Leading Off: It was cold!
Robert Hanashiro had the time of his life during his Lambeau Field debut.

By Robert Hanashiro, Sports Shooter

Photo by Robert Hanashiro / USA TODAY

Photo by Robert Hanashiro / USA TODAY

Sports Illustrated staffer and SportsShooter.com member Peter Read Miller (right) was well-prepared for the cold to cover the Packers-Giants NFC Championship Game at Lambeau Field. Dan Powers is pictured on the left.
It was cold.

How cold was it?

Cold enough to pop both of the lenses out of my glasses.

Cold enough to freeze my breath on the camera viewfinder.

Cold enough to wear not one, but two sets of long underwear. (Expedition weight no less!)
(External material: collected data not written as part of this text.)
//! Path and query parameter extraction

use crate::binding::HttpBinding;
use crate::openapi::{Parameter, ParameterLocation};
use crate::schema::SchemaBuilder;
use protoc_gen_openapiv3_common::{FieldSpec, MessageType};
use regex::Regex;
use std::collections::BTreeSet;
use std::sync::LazyLock;

/// `{name}` or `{name=pattern}` in a URL template
static PLACEHOLDER_RE: LazyLock<Regex> = LazyLock::new(|| {
    Regex::new(r"\{([^{}=]+)(?:=[^{}]*)?\}").expect("placeholder pattern is valid")
});

/// Placeholder names of a URL template
///
/// ```
/// use protoc_gen_openapiv3_generator::parameters::placeholder_names;
///
/// let names = placeholder_names("/v1/{parent=shelves/*}/books/{bookId}");
/// assert!(names.contains("parent"));
/// assert!(names.contains("bookId"));
/// ```
pub fn placeholder_names(template: &str) -> BTreeSet<String> {
    PLACEHOLDER_RE
        .captures_iter(template)
        .filter_map(|captures| captures.get(1))
        .map(|name| name.as_str().trim().to_string())
        .collect()
}

/// Query keys of an additional binding template
///
/// Only the part after `?` is read when present; it is a flat
/// `key={value}&key2={value2}` list.
pub fn query_keys(template: &str) -> BTreeSet<String> {
    let query = template
        .split_once('?')
        .map(|(_, query)| query)
        .unwrap_or(template);

    query
        .split('&')
        .filter_map(|pair| pair.split_once('='))
        .map(|(key, _)| key.trim())
        .filter(|key| !key.is_empty() && !key.contains('/'))
        .map(str::to_string)
        .collect()
}

/// Path and query parameters of a bound method, sorted by name
///
/// Fields named by a template placeholder become required path parameters.
/// Fields named by a query key of an additional binding become optional
/// query parameters, unless already bound to the path.
pub fn extract_parameters(
    builder: &SchemaBuilder<'_>,
    input: &MessageType,
    binding: &HttpBinding,
) -> Vec<Parameter> {
    let placeholders = placeholder_names(&binding.template);
    let query: BTreeSet<String> = binding
        .additional_templates
        .iter()
        .flat_map(|template| query_keys(template))
        .collect();

    let mut parameters = Vec::new();

    for field in &input.fields {
        let (name, location) = if let Some(name) = bound_name(&placeholders, field) {
            (name, ParameterLocation::Path)
        } else if let Some(name) = bound_name(&query, field) {
            (name, ParameterLocation::Query)
        } else {
            continue;
        };

        let (schema, example) = builder.parameter(field);
        parameters.push(Parameter {
            name: name.to_string(),
            location,
            required: location == ParameterLocation::Path,
            schema,
            example: Some(example),
        });
    }

    parameters.sort_by(|a, b| a.name.cmp(&b.name));
    parameters
}

/// Template name a field is bound under
///
/// The parameter carries the name written in the template so that every
/// `{placeholder}` has a declared parameter. The JSON name is preferred when
/// the template names the field both ways.
fn bound_name<'a>(names: &'a BTreeSet<String>, field: &FieldSpec) -> Option<&'a str> {
    names
        .get(&field.json_name)
        .or_else(|| names.get(&field.name))
        .map(String::as_str)
}
//! Integration test for Protobuf parser

use prost::Message;
use prost_types::{
    field_descriptor_proto, DescriptorProto, EnumDescriptorProto, EnumValueDescriptorProto,
    FieldDescriptorProto, FileDescriptorProto, FileDescriptorSet, MessageOptions,
    MethodDescriptorProto, ServiceDescriptorProto,
};
use protoc_gen_openapiv3_common::{Cardinality, FieldKind};
use protoc_gen_openapiv3_parser::ProtobufParser;

fn field(
    name: &str,
    json_name: &str,
    number: i32,
    label: field_descriptor_proto::Label,
    kind: field_descriptor_proto::Type,
    type_name: Option<&str>,
) -> FieldDescriptorProto {
    FieldDescriptorProto {
        name: Some(name.to_string()),
        json_name: Some(json_name.to_string()),
        number: Some(number),
        label: Some(label as i32),
        r#type: Some(kind as i32),
        type_name: type_name.map(str::to_string),
        ..Default::default()
    }
}

fn timestamp_file() -> FileDescriptorProto {
    use field_descriptor_proto::{Label, Type};

    FileDescriptorProto {
        name: Some("google/protobuf/timestamp.proto".to_string()),
        package: Some("google.protobuf".to_string()),
        message_type: vec![DescriptorProto {
            name: Some("Timestamp".to_string()),
            field: vec![
                field("seconds", "seconds", 1, Label::Optional, Type::Int64, None),
                field("nanos", "nanos", 2, Label::Optional, Type::Int32, None),
            ],
            ..Default::default()
        }],
        syntax: Some("proto3".to_string()),
        ..Default::default()
    }
}

/// Create a sample catalogue service
fn catalogue_file() -> FileDescriptorProto {
    use field_descriptor_proto::{Label, Type};

    let labels_entry = DescriptorProto {
        name: Some("LabelsEntry".to_string()),
        field: vec![
            field("key", "key", 1, Label::Optional, Type::String, None),
            field("value", "value", 2, Label::Optional, Type::String, None),
        ],
        options: Some(MessageOptions {
            map_entry: Some(true),
            ..Default::default()
        }),
        ..Default::default()
    };

    let variant = DescriptorProto {
        name: Some("Variant".to_string()),
        field: vec![field("sku", "sku", 1, Label::Optional, Type::String, None)],
        ..Default::default()
    };

    let item = DescriptorProto {
        name: Some("Item".to_string()),
        field: vec![
            field("item_id", "itemId", 1, Label::Optional, Type::String, None),
            field("price", "price", 2, Label::Optional, Type::Double, None),
            field("tags", "tags", 3, Label::Repeated, Type::String, None),
            field(
                "labels",
                "labels",
                4,
                Label::Repeated,
                Type::Message,
                Some(".catalogue.Item.LabelsEntry"),
            ),
            field(
                "status",
                "status",
                5,
                Label::Optional,
                Type::Enum,
                Some(".catalogue.Status"),
            ),
            field(
                "created_at",
                "createdAt",
                6,
                Label::Optional,
                Type::Message,
                Some(".google.protobuf.Timestamp"),
            ),
            field(
                "parent",
                "parent",
                7,
                Label::Optional,
                Type::Message,
                Some(".catalogue.Item"),
            ),
            field(
                "variants",
                "variants",
                8,
                Label::Repeated,
                Type::Message,
                Some(".catalogue.Item.Variant"),
            ),
        ],
        nested_type: vec![labels_entry, variant],
        ..Default::default()
    };

    let get_item_request = DescriptorProto {
        name: Some("GetItemRequest".to_string()),
        field: vec![field("item_id", "itemId", 1, Label::Optional, Type::String, None)],
        ..Default::default()
    };

    let status = EnumDescriptorProto {
        name: Some("Status".to_string()),
        value: vec![
            EnumValueDescriptorProto {
                name: Some("STATUS_UNSPECIFIED".to_string()),
                number: Some(0),
                ..Default::default()
            },
            EnumValueDescriptorProto {
                name: Some("STATUS_ACTIVE".to_string()),
                number: Some(1),
                ..Default::default()
            },
            EnumValueDescriptorProto {
                name: Some("STATUS_ARCHIVED".to_string()),
                number: Some(2),
                ..Default::default()
            },
        ],
        ..Default::default()
    };

    let service = ServiceDescriptorProto {
        name: Some("CatalogueService".to_string()),
        method: vec![
            MethodDescriptorProto {
                name: Some("GetItem".to_string()),
                input_type: Some(".catalogue.GetItemRequest".to_string()),
                output_type: Some(".catalogue.Item".to_string()),
                ..Default::default()
            },
            MethodDescriptorProto {
                name: Some("CreateItem".to_string()),
                input_type: Some(".catalogue.Item".to_string()),
                output_type: Some(".catalogue.Item".to_string()),
                ..Default::default()
            },
        ],
        ..Default::default()
    };

    FileDescriptorProto {
        name: Some("catalogue/catalogue.proto".to_string()),
        package: Some("catalogue".to_string()),
        dependency: vec!["google/protobuf/timestamp.proto".to_string()],
        message_type: vec![item, get_item_request],
        enum_type: vec![status],
        service: vec![service],
        syntax: Some("proto3".to_string()),
        ..Default::default()
    }
}

fn health_file() -> FileDescriptorProto {
    use field_descriptor_proto::{Label, Type};

    FileDescriptorProto {
        name: Some("health/health.proto".to_string()),
        package: Some("health".to_string()),
        message_type: vec![DescriptorProto {
            name: Some("HealthStatus".to_string()),
            field: vec![field("ok", "ok", 1, Label::Optional, Type::Bool, None)],
            ..Default::default()
        }],
        service: vec![ServiceDescriptorProto {
            name: Some("Health".to_string()),
            method: vec![MethodDescriptorProto {
                name: Some("Check".to_string()),
                input_type: Some(".health.HealthStatus".to_string()),
                output_type: Some(".health.HealthStatus".to_string()),
                ..Default::default()
            }],
            ..Default::default()
        }],
        syntax: Some("proto3".to_string()),
        ..Default::default()
    }
}

fn sample_bytes() -> Vec<u8> {
    FileDescriptorSet {
        file: vec![timestamp_file(), catalogue_file(), health_file()],
    }
    .encode_to_vec()
}

#[test]
fn test_parse_services_and_methods() {
    let parser = ProtobufParser::from_file_descriptor_set(&sample_bytes()).unwrap();
    let api = parser.parse().unwrap();

    let names: Vec<&str> = api.services.iter().map(|s| s.name.as_str()).collect();
    assert_eq!(names, vec!["CatalogueService", "Health"]);

    let catalogue = &api.services[0];
    assert_eq!(catalogue.full_name, "catalogue.CatalogueService");
    assert_eq!(catalogue.display_name(), "CatalogueService");
    assert_eq!(catalogue.methods.len(), 2);

    let get_item = &catalogue.methods[0];
    assert_eq!(get_item.name, "GetItem");
    assert_eq!(get_item.input_type, "catalogue.GetItemRequest");
    assert_eq!(get_item.output_type, "catalogue.Item");
    assert_eq!(get_item.http_rule, None, "no google.api.http in the pool");
    assert!(!get_item.options.skip_token);
}

#[test]
fn test_files_to_generate_filters_services_only() {
    let parser = ProtobufParser::from_file_descriptor_set(&sample_bytes())
        .unwrap()
        .with_files_to_generate(vec!["health/health.proto".to_string()]);
    let api = parser.parse().unwrap();

    assert_eq!(api.services.len(), 1);
    assert_eq!(api.services[0].name, "Health");

    // Types of other files stay resolvable
    assert!(api.message("catalogue.Item").is_some());
    assert!(api.message("google.protobuf.Timestamp").is_some());
}

#[test]
fn test_parse_message_fields() {
    let api = ProtobufParser::from_file_descriptor_set(&sample_bytes())
        .unwrap()
        .parse()
        .unwrap();

    let item = api.message("catalogue.Item").expect("Item should be converted");
    assert_eq!(item.schema_name, "catalogue.Item");
    assert!(!item.map_entry);

    let json_names: Vec<&str> = item.fields.iter().map(|f| f.json_name.as_str()).collect();
    assert_eq!(
        json_names,
        vec![
            "itemId",
            "price",
            "tags",
            "labels",
            "status",
            "createdAt",
            "parent",
            "variants"
        ]
    );

    let item_id = item.field("item_id").unwrap();
    assert_eq!(item_id.kind, FieldKind::String);
    assert_eq!(item_id.cardinality, Cardinality::Singular);
    assert_eq!(item_id.example, None);

    assert_eq!(item.field("price").unwrap().kind, FieldKind::Double);
    assert_eq!(
        item.field("tags").unwrap().cardinality,
        Cardinality::Repeated
    );

    let labels = item.field("labels").unwrap();
    assert_eq!(labels.cardinality, Cardinality::Map);
    assert_eq!(
        labels.kind,
        FieldKind::Message("catalogue.Item.LabelsEntry".to_string())
    );

    assert_eq!(
        item.field("status").unwrap().kind,
        FieldKind::Enum("catalogue.Status".to_string())
    );
    assert_eq!(
        item.field("created_at").unwrap().kind,
        FieldKind::Message("google.protobuf.Timestamp".to_string())
    );
    assert_eq!(
        item.field("parent").unwrap().kind,
        FieldKind::Message("catalogue.Item".to_string())
    );
}

#[test]
fn test_parse_nested_types_and_enums() {
    let api = ProtobufParser::from_file_descriptor_set(&sample_bytes())
        .unwrap()
        .parse()
        .unwrap();

    let entry = api.message("catalogue.Item.LabelsEntry").unwrap();
    assert!(entry.map_entry);
    assert!(entry.field("value").is_some());

    let variant = api.message("catalogue.Item.Variant").unwrap();
    assert_eq!(variant.schema_name, "catalogue.Item_Variant");

    let status = api.enum_type("catalogue.Status").unwrap();
    assert_eq!(
        status.values,
        vec!["STATUS_UNSPECIFIED", "STATUS_ACTIVE", "STATUS_ARCHIVED"]
    );
}

#[test]
fn test_from_file() {
    let temp_dir = tempfile::TempDir::new().unwrap();
    let path = temp_dir.path().join("catalogue.pb");
    std::fs::write(&path, sample_bytes()).unwrap();

    let api = ProtobufParser::from_file(&path).unwrap().parse().unwrap();
    assert_eq!(api.services.len(), 2);

    let missing = ProtobufParser::from_file(temp_dir.path().join("missing.pb"));
    assert!(missing.is_err());
}

/// Dependency whose name ends like the target's
fn workshop_file() -> FileDescriptorProto {
    FileDescriptorProto {
        name: Some("workshop.proto".to_string()),
        service: vec![ServiceDescriptorProto {
            name: Some("Workshop".to_string()),
            method: vec![MethodDescriptorProto {
                name: Some("Build".to_string()),
                input_type: Some(".health.HealthStatus".to_string()),
                output_type: Some(".health.HealthStatus".to_string()),
                ..Default::default()
            }],
            ..Default::default()
        }],
        dependency: vec!["health/health.proto".to_string()],
        syntax: Some("proto3".to_string()),
        ..Default::default()
    }
}

fn shop_file() -> FileDescriptorProto {
    use field_descriptor_proto::{Label, Type};

    FileDescriptorProto {
        name: Some("shop.proto".to_string()),
        message_type: vec![DescriptorProto {
            name: Some("BadRequestError".to_string()),
            field: vec![field(
                "field_violations",
                "fieldViolations",
                1,
                Label::Repeated,
                Type::String,
                None,
            )],
            ..Default::default()
        }],
        service: vec![ServiceDescriptorProto {
            name: Some("Shop".to_string()),
            method: vec![MethodDescriptorProto {
                name: Some("Validate".to_string()),
                input_type: Some(".BadRequestError".to_string()),
                output_type: Some(".BadRequestError".to_string()),
                ..Default::default()
            }],
            ..Default::default()
        }],
        syntax: Some("proto3".to_string()),
        ..Default::default()
    }
}

fn shop_bytes() -> Vec<u8> {
    FileDescriptorSet {
        file: vec![health_file(), workshop_file(), shop_file()],
    }
    .encode_to_vec()
}

#[test]
fn test_files_to_generate_matches_whole_names() {
    let api = ProtobufParser::from_file_descriptor_set(&shop_bytes())
        .unwrap()
        .with_files_to_generate(vec!["shop.proto".to_string()])
        .parse()
        .unwrap();

    let names: Vec<&str> = api.services.iter().map(|s| s.name.as_str()).collect();
    assert_eq!(names, vec!["Shop"]);
}

#[test]
fn test_package_less_schema_name_keeps_dot() {
    let api = ProtobufParser::from_file_descriptor_set(&shop_bytes())
        .unwrap()
        .parse()
        .unwrap();

    let message = api.message("BadRequestError").unwrap();
    assert_eq!(message.schema_name, ".BadRequestError");
    let shop = api.services.iter().find(|s| s.name == "Shop").unwrap();
    assert_eq!(shop.methods[0].input_type, "BadRequestError");
}
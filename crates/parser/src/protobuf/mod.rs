//! Protobuf descriptor parser
//!
//! Decodes descriptors with `prost-reflect` so that custom options survive,
//! then converts services, messages and enums into the IR.
//!
//! ## Example
//! ```rust,ignore
//! use protoc_gen_openapiv3_parser::ProtobufParser;
//!
//! let parser = ProtobufParser::from_file("service.pb")?
//!     .with_files_to_generate(vec!["shop/v1/shop.proto".to_string()]);
//! let api = parser.parse()?;
//! ```

mod converter;
mod options;
mod parser;

pub use options::{EXAMPLE_EXTENSION, HTTP_EXTENSION, METHOD_EXTENSION, SERVICE_EXTENSION};
pub use parser::ProtobufParser;
//! Protobuf descriptor parsing
//!
//! This crate decodes protobuf descriptors into the typed IR
//! (`ApiDefinition`) consumed by the generator.
//!
//! ## Inputs
//! - a binary `FileDescriptorSet` (`protoc --include_imports --descriptor_set_out`)
//! - a `CodeGeneratorRequest` read by the plugin from stdin
//!
//! Extension options (`google.api.http` and the `openapiv3.*` annotations)
//! are resolved here, so the generator only sees plain typed values.

pub mod protobuf;

pub use protobuf::{
    ProtobufParser, EXAMPLE_EXTENSION, HTTP_EXTENSION, METHOD_EXTENSION, SERVICE_EXTENSION,
};

use protoc_gen_openapiv3_common::{ApiDefinition, Result};

/// Decode a binary FileDescriptorSet and resolve it into an `ApiDefinition`
///
/// Services of every file in the set are included.
pub fn parse_descriptor_set(bytes: &[u8]) -> Result<ApiDefinition> {
    ProtobufParser::from_file_descriptor_set(bytes)?.parse()
}
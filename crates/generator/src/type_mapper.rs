//! Type mapper for protobuf field kinds
//!
//! Maps scalar kinds to OpenAPI `(type, format)` pairs and their default
//! examples. Enum and message kinds need the surrounding `ApiDefinition`
//! and are handled by the schema builder.

use crate::openapi::Schema;
use protoc_gen_openapiv3_common::FieldKind;
use serde_json::{Number, Value};

/// Full name of the well-known timestamp message
pub const TIMESTAMP_TYPE: &str = "google.protobuf.Timestamp";

/// Example value used for timestamp fields
pub const TIMESTAMP_EXAMPLE: i64 = 1741589979;

/// OpenAPI primitive a protobuf kind maps to
#[derive(Debug, Clone, Copy, PartialEq, Eq)]
pub enum ScalarType {
    Boolean,
    Int32,
    Int64,
    Float,
    Double,
    String,
    Bytes,
}

impl ScalarType {
    /// Map a scalar protobuf kind; `None` for enums, messages and groups
    pub fn from_kind(kind: &FieldKind) -> Option<Self> {
        let scalar = match kind {
            FieldKind::Bool => ScalarType::Boolean,
            FieldKind::Int32
            | FieldKind::Sint32
            | FieldKind::Uint32
            | FieldKind::Sfixed32
            | FieldKind::Fixed32 => ScalarType::Int32,
            FieldKind::Int64
            | FieldKind::Sint64
            | FieldKind::Uint64
            | FieldKind::Sfixed64
            | FieldKind::Fixed64 => ScalarType::Int64,
            FieldKind::Float => ScalarType::Float,
            FieldKind::Double => ScalarType::Double,
            FieldKind::String => ScalarType::String,
            FieldKind::Bytes => ScalarType::Bytes,
            FieldKind::Enum(_) | FieldKind::Message(_) | FieldKind::Group(_) => return None,
        };
        Some(scalar)
    }

    /// OpenAPI `type`
    pub fn schema_type(&self) -> &'static str {
        match self {
            ScalarType::Boolean => "boolean",
            ScalarType::Int32 | ScalarType::Int64 => "integer",
            ScalarType::Float | ScalarType::Double => "number",
            ScalarType::String | ScalarType::Bytes => "string",
        }
    }

    /// OpenAPI `format`
    pub fn format(&self) -> Option<&'static str> {
        match self {
            ScalarType::Boolean | ScalarType::String => None,
            ScalarType::Int32 => Some("int32"),
            ScalarType::Int64 => Some("int64"),
            ScalarType::Float => Some("float"),
            ScalarType::Double => Some("double"),
            ScalarType::Bytes => Some("byte"),
        }
    }

    pub fn schema(&self) -> Schema {
        Schema::typed(self.schema_type(), self.format())
    }

    /// Example used when no override is given
    pub fn default_example(&self) -> Value {
        match self {
            ScalarType::Boolean => Value::Bool(true),
            ScalarType::Int32 | ScalarType::Int64 => Value::from(0),
            ScalarType::Float | ScalarType::Double => Value::from(0.0),
            ScalarType::String | ScalarType::Bytes => Value::String(String::new()),
        }
    }

    /// Coerce an example override to this type
    ///
    /// Returns `None` when the text does not parse.
    pub fn coerce(&self, raw: &str) -> Option<Value> {
        match self {
            ScalarType::Boolean => parse_bool(raw).map(Value::Bool),
            ScalarType::Int32 | ScalarType::Int64 => raw.parse::<i64>().ok().map(Value::from),
            ScalarType::Float | ScalarType::Double => raw
                .parse::<f64>()
                .ok()
                .and_then(Number::from_f64)
                .map(Value::Number),
            ScalarType::String | ScalarType::Bytes => Some(Value::String(raw.to_string())),
        }
    }

    /// The override when it coerces, else the default example
    pub fn example(&self, example_override: Option<&str>) -> Value {
        example_override
            .and_then(|raw| self.coerce(raw))
            .unwrap_or_else(|| self.default_example())
    }
}

/// Accepts the spellings `1, t, T, TRUE, true, True` and their false forms
fn parse_bool(raw: &str) -> Option<bool> {
    match raw {
        "1" | "t" | "T" | "TRUE" | "true" | "True" => Some(true),
        "0" | "f" | "F" | "FALSE" | "false" | "False" => Some(false),
        _ => None,
    }
}

/// Schema and example of a timestamp field
pub fn timestamp(example_override: Option<&str>) -> (Schema, Value) {
    let example = example_override
        .and_then(|raw| ScalarType::Int32.coerce(raw))
        .unwrap_or_else(|| Value::from(TIMESTAMP_EXAMPLE));
    (ScalarType::Int32.schema(), example)
}

/// Schema and example of a kind that cannot be resolved
pub fn fallback() -> (Schema, Value) {
    (ScalarType::String.schema(), Value::String(String::new()))
}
Cold enough for Peter Miller to go through a whole box of chemical hand warmers.

Cold enough to freeze your nose hairs.

Cold enough to REALLY believe those immortal words: "The frozen tundra that is Lambeau Field…"

And I had the time of my life!

As a sports photographer and a sports fan there are just a handful of must-visit venues these days. And Lambeau Field in Green Bay was certainly at the top of my list.

Growing up in the heat of Fresno and living in Southern California for the last 20 years, the words "sub-zero" was a reference to a kitchen appliance and not the temperature at kick off of a football game I would be covering.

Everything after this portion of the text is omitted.